Volunteer Coordination

May 31, 2009 at 10:37 pm (Uncategorized)

extreme makeover

Volunteering is an important resource. There is always a need for free labor. I have donated time and labor to many causes and have realized from my observations of others that there are two types of volunteering; “this makes me feel good” and “this makes someone else feel good.” This article is focused towards the leadership role of a volunteer opportunity. My expertise is in project management and I love to share my knowledge and experience to create the best use of resources. If you are in a leadership role – take note. If you are an abused volunteer, stand back up. Jobs pay the bills but volunteering creates a better world.

The picture above was taken on an “Extreme Makeover, Home Edition” episode that I spent some time on. I actually built the bed in this room and worked with some other awesome craftsman on various projects here. This was definitely a “makes me feel good” even though I went into it hoping to make someone’s life better. I think the kid probably enjoys his new bedroom – he should, we went sleepless for 4 days making it. But in the end, here I am talking about it with pride for what I did and the TV stars that I met and interacted with. I don’t even remember the family’s name on the project. I spent more thought about how I would be on national television than what I was actually doing for good.

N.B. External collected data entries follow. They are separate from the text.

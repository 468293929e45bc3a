use std::path::PathBuf;

use anyhow::Result;
use clap::Args;

use crate::{preview, table::Row};

/// Prints the leading rows of a tabular file.
#[derive(Args, Debug)]
pub struct Command {
    /// Path to the CSV or XLSX file to preview.
    file: PathBuf,
}

/// Runs the subcommand.
pub fn run(cmd: &Command) -> Result<()> {
    let preview = preview::preview_file(&cmd.file)?;

    print_row(&preview.header);
    for row in preview.rows.iter() {
        print_row(row);
    }

    Ok(())
}

fn print_row(row: &Row) {
    println!("{}", row.join("\t"));
}
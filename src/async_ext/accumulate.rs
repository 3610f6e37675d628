use super::combined::{Combined, Identity};
use super::or_future::OrFuture;
use super::slots::{Slot, Slots};
use crate::types::alloc_type::Vec;

/// Async counterpart of [`Accumulate`](crate::accumulation::Accumulate).
///
/// Implemented for tuples of 2 to 22 [`OrFuture`]s sharing a failure type. The inputs
/// are already running; the returned [`Combined`] waits for all of them and applies the
/// same combination rule as the synchronous engine.
///
/// # Examples
///
/// ```
/// use std::time::Duration;
///
/// use or_rail::prelude_async::*;
///
/// # #[tokio::main(flavor = "current_thread")]
/// # async fn main() {
/// let factory = FutureFactory::of_fault_message();
///
/// let slow = factory.future(|| async {
///     tokio::time::sleep(Duration::from_millis(20)).await;
///     Or::<i32, _>::bad("E1".to_string())
/// });
/// let fast = factory.future(|| async { Or::<i32, _>::bad("E2".to_string()) });
///
/// let both = (slow, fast).accumulate().await.unwrap();
/// assert_eq!(both, Or::Bad(Every::of_many("E1".to_string(), ["E2".to_string()])));
/// # }
/// ```
pub trait AccumulateFutures: Sized {
    /// Slot storage of the combination.
    type Slots: Slots;

    /// Waits for every input and pairs up their good values.
    fn accumulate(self) -> Combined<Self::Slots, Identity<<Self::Slots as Slots>::Goods>>;

    /// Waits for every input and, if all are good, builds a value from them.
    fn with_good<H, F>(self, f: F) -> Combined<Self::Slots, F>
    where
        F: FnOnce(<Self::Slots as Slots>::Goods) -> H;
}

macro_rules! impl_accumulate_futures {
    ($(($G:ident, $f:ident)),+ $(,)?) => {
        impl<B, $($G),+> AccumulateFutures for ($(OrFuture<$G, B>,)+) {
            type Slots = ($(Slot<$G, B>,)+);

            #[inline]
            fn accumulate(self) -> Combined<Self::Slots, Identity<<Self::Slots as Slots>::Goods>> {
                self.with_good(core::convert::identity as Identity<_>)
            }

            fn with_good<H, F>(self, f: F) -> Combined<Self::Slots, F>
            where
                F: FnOnce(<Self::Slots as Slots>::Goods) -> H,
            {
                let ($($f,)+) = self;
                Combined::new(($(Slot::new($f),)+), f)
            }
        }
    };
}

impl_accumulate_futures!((G1, f1), (G2, f2));
impl_accumulate_futures!((G1, f1), (G2, f2), (G3, f3));
impl_accumulate_futures!((G1, f1), (G2, f2), (G3, f3), (G4, f4));
impl_accumulate_futures!((G1, f1), (G2, f2), (G3, f3), (G4, f4), (G5, f5));
impl_accumulate_futures!((G1, f1), (G2, f2), (G3, f3), (G4, f4), (G5, f5), (G6, f6));
impl_accumulate_futures!((G1, f1), (G2, f2), (G3, f3), (G4, f4), (G5, f5), (G6, f6), (G7, f7));
impl_accumulate_futures!(
    (G1, f1), (G2, f2), (G3, f3), (G4, f4), (G5, f5), (G6, f6), (G7, f7), (G8, f8),
);
impl_accumulate_futures!(
    (G1, f1), (G2, f2), (G3, f3), (G4, f4), (G5, f5), (G6, f6), (G7, f7), (G8, f8), (G9, f9),
);
impl_accumulate_futures!(
    (G1, f1), (G2, f2), (G3, f3), (G4, f4), (G5, f5), (G6, f6), (G7, f7), (G8, f8), (G9, f9),
    (G10, f10),
);
impl_accumulate_futures!(
    (G1, f1), (G2, f2), (G3, f3), (G4, f4), (G5, f5), (G6, f6), (G7, f7), (G8, f8), (G9, f9),
    (G10, f10), (G11, f11),
);
impl_accumulate_futures!(
    (G1, f1), (G2, f2), (G3, f3), (G4, f4), (G5, f5), (G6, f6), (G7, f7), (G8, f8), (G9, f9),
    (G10, f10), (G11, f11), (G12, f12),
);
impl_accumulate_futures!(
    (G1, f1), (G2, f2), (G3, f3), (G4, f4), (G5, f5), (G6, f6), (G7, f7), (G8, f8), (G9, f9),
    (G10, f10), (G11, f11), (G12, f12), (G13, f13),
);
impl_accumulate_futures!(
    (G1, f1), (G2, f2), (G3, f3), (G4, f4), (G5, f5), (G6, f6), (G7, f7), (G8, f8), (G9, f9),
    (G10, f10), (G11, f11), (G12, f12), (G13, f13), (G14, f14),
);
impl_accumulate_futures!(
    (G1, f1), (G2, f2), (G3, f3), (G4, f4), (G5, f5), (G6, f6), (G7, f7), (G8, f8), (G9, f9),
    (G10, f10), (G11, f11), (G12, f12), (G13, f13), (G14, f14), (G15, f15),
);
impl_accumulate_futures!(
    (G1, f1), (G2, f2), (G3, f3), (G4, f4), (G5, f5), (G6, f6), (G7, f7), (G8, f8), (G9, f9),
    (G10, f10), (G11, f11), (G12, f12), (G13, f13), (G14, f14), (G15, f15), (G16, f16),
);
impl_accumulate_futures!(
    (G1, f1), (G2, f2), (G3, f3), (G4, f4), (G5, f5), (G6, f6), (G7, f7), (G8, f8), (G9, f9),
    (G10, f10), (G11, f11), (G12, f12), (G13, f13), (G14, f14), (G15, f15), (G16, f16), (G17, f17),
);
impl_accumulate_futures!(
    (G1, f1), (G2, f2), (G3, f3), (G4, f4), (G5, f5), (G6, f6), (G7, f7), (G8, f8), (G9, f9),
    (G10, f10), (G11, f11), (G12, f12), (G13, f13), (G14, f14), (G15, f15), (G16, f16), (G17, f17),
    (G18, f18),
);
impl_accumulate_futures!(
    (G1, f1), (G2, f2), (G3, f3), (G4, f4), (G5, f5), (G6, f6), (G7, f7), (G8, f8), (G9, f9),
    (G10, f10), (G11, f11), (G12, f12), (G13, f13), (G14, f14), (G15, f15), (G16, f16), (G17, f17),
    (G18, f18), (G19, f19),
);
impl_accumulate_futures!(
    (G1, f1), (G2, f2), (G3, f3), (G4, f4), (G5, f5), (G6, f6), (G7, f7), (G8, f8), (G9, f9),
    (G10, f10), (G11, f11), (G12, f12), (G13, f13), (G14, f14), (G15, f15), (G16, f16), (G17, f17),
    (G18, f18), (G19, f19), (G20, f20),
);
impl_accumulate_futures!(
    (G1, f1), (G2, f2), (G3, f3), (G4, f4), (G5, f5), (G6, f6), (G7, f7), (G8, f8), (G9, f9),
    (G10, f10), (G11, f11), (G12, f12), (G13, f13), (G14, f14), (G15, f15), (G16, f16), (G17, f17),
    (G18, f18), (G19, f19), (G20, f20), (G21, f21),
);
impl_accumulate_futures!(
    (G1, f1), (G2, f2), (G3, f3), (G4, f4), (G5, f5), (G6, f6), (G7, f7), (G8, f8), (G9, f9),
    (G10, f10), (G11, f11), (G12, f12), (G13, f13), (G14, f14), (G15, f15), (G16, f16), (G17, f17),
    (G18, f18), (G19, f19), (G20, f20), (G21, f21), (G22, f22),
);

/// Waits for two inputs and pairs their good values, keeping the failures of both.
#[inline]
pub fn zip<G, H, B>(
    first: OrFuture<G, B>,
    second: OrFuture<H, B>,
) -> Combined<(Slot<G, B>, Slot<H, B>), Identity<(G, H)>> {
    (first, second).accumulate()
}

/// Waits for any number of same-typed inputs.
///
/// An empty input resolves immediately to a good empty vector.
pub fn combined<G, B, I>(inputs: I) -> Combined<Vec<Slot<G, B>>, Identity<Vec<G>>>
where
    I: IntoIterator<Item = OrFuture<G, B>>,
{
    let slots: Vec<Slot<G, B>> = inputs.into_iter().map(Slot::new).collect();
    Combined::new(slots, core::convert::identity as Identity<Vec<G>>)
}
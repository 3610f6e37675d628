use crate::accumulation::accumulator::Accumulator;
use crate::or::Or;
use crate::types::{Every, IntoEvery};

/// Combination of a fixed number of independently produced accumulating values.
///
/// Implemented for tuples of 2 to 22 `Or<Gi, Ei>` where every `Ei` is a [`One`] or an
/// [`Every`] over the same failure type. All inputs are inspected: the result is
/// `Good` with every good value in argument order, or `Bad` with the failures of every
/// bad input concatenated in argument order.
///
/// [`One`]: crate::types::One
///
/// # Examples
///
/// ```
/// use or_rail::accumulation::Accumulate;
/// use or_rail::types::Every;
/// use or_rail::Or;
///
/// let first = Or::<i32, &str>::bad("E1").accumulating();
/// let second = Or::<i32, &str>::good(2).accumulating();
/// let third = Or::<i32, &str>::bad("E3").accumulating();
///
/// let sum = (first, second, third).with_good(|(a, b, c)| a + b + c);
/// assert_eq!(sum, Or::Bad(Every::of_many("E1", ["E3"])));
///
/// let all_good: (Or<i32, Every<&str>>, Or<i32, Every<&str>>, Or<i32, Every<&str>>) =
///     (Or::good(1), Or::good(2), Or::good(3));
/// let sum = all_good.with_good(|(a, b, c)| a + b + c);
/// assert_eq!(sum, Or::Good(6));
/// ```
pub trait Accumulate: Sized {
    /// Tuple of the good values, in argument order.
    type Goods;
    /// Element type of the combined failures.
    type Failure;

    /// Combines the inputs into their good values or all of their failures.
    fn accumulate(self) -> Or<Self::Goods, Every<Self::Failure>>;

    /// Combines the inputs and, if all are good, builds a value from them.
    #[inline]
    fn with_good<H, F>(self, f: F) -> Or<H, Every<Self::Failure>>
    where
        F: FnOnce(Self::Goods) -> H,
    {
        self.accumulate().map(f)
    }
}

macro_rules! impl_accumulate {
    ($(($G:ident, $E:ident, $or:ident, $g:ident)),+ $(,)?) => {
        impl<B, $($G, $E),+> Accumulate for ($(Or<$G, $E>,)+)
        where
            $($E: IntoEvery<Item = B>,)+
        {
            type Goods = ($($G,)+);
            type Failure = B;

            fn accumulate(self) -> Or<Self::Goods, Every<B>> {
                let ($($or,)+) = self;
                let mut acc = Accumulator::new();
                $(let $g = acc.absorb($or);)+
                let goods = match ($($g,)+) {
                    ($(Some($g),)+) => Some(($($g,)+)),
                    _ => None,
                };
                acc.finish(goods)
            }
        }
    };
}

impl_accumulate!((G1, E1, or1, g1), (G2, E2, or2, g2));
impl_accumulate!((G1, E1, or1, g1), (G2, E2, or2, g2), (G3, E3, or3, g3));
impl_accumulate!((G1, E1, or1, g1), (G2, E2, or2, g2), (G3, E3, or3, g3), (G4, E4, or4, g4));
impl_accumulate!(
    (G1, E1, or1, g1), (G2, E2, or2, g2), (G3, E3, or3, g3), (G4, E4, or4, g4), (G5, E5, or5, g5),
);
impl_accumulate!(
    (G1, E1, or1, g1), (G2, E2, or2, g2), (G3, E3, or3, g3), (G4, E4, or4, g4), (G5, E5, or5, g5),
    (G6, E6, or6, g6),
);
impl_accumulate!(
    (G1, E1, or1, g1), (G2, E2, or2, g2), (G3, E3, or3, g3), (G4, E4, or4, g4), (G5, E5, or5, g5),
    (G6, E6, or6, g6), (G7, E7, or7, g7),
);
impl_accumulate!(
    (G1, E1, or1, g1), (G2, E2, or2, g2), (G3, E3, or3, g3), (G4, E4, or4, g4), (G5, E5, or5, g5),
    (G6, E6, or6, g6), (G7, E7, or7, g7), (G8, E8, or8, g8),
);
impl_accumulate!(
    (G1, E1, or1, g1), (G2, E2, or2, g2), (G3, E3, or3, g3), (G4, E4, or4, g4), (G5, E5, or5, g5),
    (G6, E6, or6, g6), (G7, E7, or7, g7), (G8, E8, or8, g8), (G9, E9, or9, g9),
);
impl_accumulate!(
    (G1, E1, or1, g1), (G2, E2, or2, g2), (G3, E3, or3, g3), (G4, E4, or4, g4), (G5, E5, or5, g5),
    (G6, E6, or6, g6), (G7, E7, or7, g7), (G8, E8, or8, g8), (G9, E9, or9, g9),
    (G10, E10, or10, g10),
);
impl_accumulate!(
    (G1, E1, or1, g1), (G2, E2, or2, g2), (G3, E3, or3, g3), (G4, E4, or4, g4), (G5, E5, or5, g5),
    (G6, E6, or6, g6), (G7, E7, or7, g7), (G8, E8, or8, g8), (G9, E9, or9, g9),
    (G10, E10, or10, g10), (G11, E11, or11, g11),
);
impl_accumulate!(
    (G1, E1, or1, g1), (G2, E2, or2, g2), (G3, E3, or3, g3), (G4, E4, or4, g4), (G5, E5, or5, g5),
    (G6, E6, or6, g6), (G7, E7, or7, g7), (G8, E8, or8, g8), (G9, E9, or9, g9),
    (G10, E10, or10, g10), (G11, E11, or11, g11), (G12, E12, or12, g12),
);
impl_accumulate!(
    (G1, E1, or1, g1), (G2, E2, or2, g2), (G3, E3, or3, g3), (G4, E4, or4, g4), (G5, E5, or5, g5),
    (G6, E6, or6, g6), (G7, E7, or7, g7), (G8, E8, or8, g8), (G9, E9, or9, g9),
    (G10, E10, or10, g10), (G11, E11, or11, g11), (G12, E12, or12, g12), (G13, E13, or13, g13),
);
impl_accumulate!(
    (G1, E1, or1, g1), (G2, E2, or2, g2), (G3, E3, or3, g3), (G4, E4, or4, g4), (G5, E5, or5, g5),
    (G6, E6, or6, g6), (G7, E7, or7, g7), (G8, E8, or8, g8), (G9, E9, or9, g9),
    (G10, E10, or10, g10), (G11, E11, or11, g11), (G12, E12, or12, g12), (G13, E13, or13, g13),
    (G14, E14, or14, g14),
);
impl_accumulate!(
    (G1, E1, or1, g1), (G2, E2, or2, g2), (G3, E3, or3, g3), (G4, E4, or4, g4), (G5, E5, or5, g5),
    (G6, E6, or6, g6), (G7, E7, or7, g7), (G8, E8, or8, g8), (G9, E9, or9, g9),
    (G10, E10, or10, g10), (G11, E11, or11, g11), (G12, E12, or12, g12), (G13, E13, or13, g13),
    (G14, E14, or14, g14), (G15, E15, or15, g15),
);
impl_accumulate!(
    (G1, E1, or1, g1), (G2, E2, or2, g2), (G3, E3, or3, g3), (G4, E4, or4, g4), (G5, E5, or5, g5),
    (G6, E6, or6, g6), (G7, E7, or7, g7), (G8, E8, or8, g8), (G9, E9, or9, g9),
    (G10, E10, or10, g10), (G11, E11, or11, g11), (G12, E12, or12, g12), (G13, E13, or13, g13),
    (G14, E14, or14, g14), (G15, E15, or15, g15), (G16, E16, or16, g16),
);
impl_accumulate!(
    (G1, E1, or1, g1), (G2, E2, or2, g2), (G3, E3, or3, g3), (G4, E4, or4, g4), (G5, E5, or5, g5),
    (G6, E6, or6, g6), (G7, E7, or7, g7), (G8, E8, or8, g8), (G9, E9, or9, g9),
    (G10, E10, or10, g10), (G11, E11, or11, g11), (G12, E12, or12, g12), (G13, E13, or13, g13),
    (G14, E14, or14, g14), (G15, E15, or15, g15), (G16, E16, or16, g16), (G17, E17, or17, g17),
);
impl_accumulate!(
    (G1, E1, or1, g1), (G2, E2, or2, g2), (G3, E3, or3, g3), (G4, E4, or4, g4), (G5, E5, or5, g5),
    (G6, E6, or6, g6), (G7, E7, or7, g7), (G8, E8, or8, g8), (G9, E9, or9, g9),
    (G10, E10, or10, g10), (G11, E11, or11, g11), (G12, E12, or12, g12), (G13, E13, or13, g13),
    (G14, E14, or14, g14), (G15, E15, or15, g15), (G16, E16, or16, g16), (G17, E17, or17, g17),
    (G18, E18, or18, g18),
);
impl_accumulate!(
    (G1, E1, or1, g1), (G2, E2, or2, g2), (G3, E3, or3, g3), (G4, E4, or4, g4), (G5, E5, or5, g5),
    (G6, E6, or6, g6), (G7, E7, or7, g7), (G8, E8, or8, g8), (G9, E9, or9, g9),
    (G10, E10, or10, g10), (G11, E11, or11, g11), (G12, E12, or12, g12), (G13, E13, or13, g13),
    (G14, E14, or14, g14), (G15, E15, or15, g15), (G16, E16, or16, g16), (G17, E17, or17, g17),
    (G18, E18, or18, g18), (G19, E19, or19, g19),
);
impl_accumulate!(
    (G1, E1, or1, g1), (G2, E2, or2, g2), (G3, E3, or3, g3), (G4, E4, or4, g4), (G5, E5, or5, g5),
    (G6, E6, or6, g6), (G7, E7, or7, g7), (G8, E8, or8, g8), (G9, E9, or9, g9),
    (G10, E10, or10, g10), (G11, E11, or11, g11), (G12, E12, or12, g12), (G13, E13, or13, g13),
    (G14, E14, or14, g14), (G15, E15, or15, g15), (G16, E16, or16, g16), (G17, E17, or17, g17),
    (G18, E18, or18, g18), (G19, E19, or19, g19), (G20, E20, or20, g20),
);
impl_accumulate!(
    (G1, E1, or1, g1), (G2, E2, or2, g2), (G3, E3, or3, g3), (G4, E4, or4, g4), (G5, E5, or5, g5),
    (G6, E6, or6, g6), (G7, E7, or7, g7), (G8, E8, or8, g8), (G9, E9, or9, g9),
    (G10, E10, or10, g10), (G11, E11, or11, g11), (G12, E12, or12, g12), (G13, E13, or13, g13),
    (G14, E14, or14, g14), (G15, E15, or15, g15), (G16, E16, or16, g16), (G17, E17, or17, g17),
    (G18, E18, or18, g18), (G19, E19, or19, g19), (G20, E20, or20, g20), (G21, E21, or21, g21),
);
impl_accumulate!(
    (G1, E1, or1, g1), (G2, E2, or2, g2), (G3, E3, or3, g3), (G4, E4, or4, g4), (G5, E5, or5, g5),
    (G6, E6, or6, g6), (G7, E7, or7, g7), (G8, E8, or8, g8), (G9, E9, or9, g9),
    (G10, E10, or10, g10), (G11, E11, or11, g11), (G12, E12, or12, g12), (G13, E13, or13, g13),
    (G14, E14, or14, g14), (G15, E15, or15, g15), (G16, E16, or16, g16), (G17, E17, or17, g17),
    (G18, E18, or18, g18), (G19, E19, or19, g19), (G20, E20, or20, g20), (G21, E21, or21, g21),
    (G22, E22, or22, g22),
);

/// Pairs two accumulating values, keeping the failures of both.
///
/// # Examples
///
/// ```
/// use or_rail::accumulation::zip;
/// use or_rail::types::Every;
/// use or_rail::Or;
///
/// let name = Or::<&str, &str>::good("Bridget Jones").accumulating();
/// let age = Or::<u32, &str>::bad("'-29' is not a valid age").accumulating();
///
/// assert_eq!(zip(name, age), Or::Bad(Every::of("'-29' is not a valid age")));
/// ```
#[inline]
pub fn zip<G, E, H, F>(first: Or<G, E>, second: Or<H, F>) -> Or<(G, H), Every<E::Item>>
where
    E: IntoEvery,
    F: IntoEvery<Item = E::Item>,
{
    (first, second).accumulate()
}

/// Combines a tuple of accumulating values and builds a value from their good values.
///
/// Free-function form of [`Accumulate::with_good`].
#[inline]
pub fn with_good<T, H, F>(inputs: T, f: F) -> Or<H, Every<T::Failure>>
where
    T: Accumulate,
    F: FnOnce(T::Goods) -> H,
{
    inputs.with_good(f)
}

impl<G, E> Or<G, E>
where
    E: IntoEvery,
{
    /// Method form of [`zip`].
    #[inline]
    pub fn zip<H, F>(self, other: Or<H, F>) -> Or<(G, H), Every<E::Item>>
    where
        F: IntoEvery<Item = E::Item>,
    {
        zip(self, other)
    }
}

I think that as good citizens, we need to focus more on the “this makes someone else feel good.” We should take a little more selfless attitude to the tasks we perform for others. I can’t count the number of times that I have heard someone come back from a church missions trip talking more about what they suffered through than who they actually helped. I recall several events where there was a mandatory “volunteer day” by a company”s management for a good community public relations event. Is the focus on someone else’s needs or selfish ambition?

I want the main focus of this post to be ambition. Why do people volunteer? What makes volunteers productive? Often organizations (churches, non-profit organizations, etc.) wonder why their volunteer events are a flop or why not much gets accomplished. So called “work days” turn into 3 die hard old-faithfuls getting anything done and the rest just show up for obligation’s sake. Leaders need to look at ambitions and skill sets in order to harness productivity and pride.

People have things that they love to do – yet I have seen so many times that work assignments kill the enjoyment of volunteering. For instance, lack of leadership sends a guy who is skilled at handyman projects to a task of serving drinks to others. Likewise, a skilled chef is overlooked and is asked to fix door hinges or change light bulbs. People love to volunteer within their comfort zone or skillsets and they are more productive and effective if they are tasked accordingly.

Again, this comes down to leadership and determination of ambitions. Someone initially goes into a volunteer opportunity to make someone or something else better. In the end, their motivation wains from a lack of accomplishment. The event turns into a negative experience because either they were not used to their full potential (skill sets) or not coached to be as effective as they had hoped to be. This severely impacts the volunteer’s desire for the next opportunity.

If anyone is interested, I have several great tools for leaders to use in volunteer coordination and organization. Volunteering is so much more than having people show up. People want to make a difference. People want to be effective. As leaders, the ability to harness that desire for a cause can turn the “do it for me” into “do it for a cause.”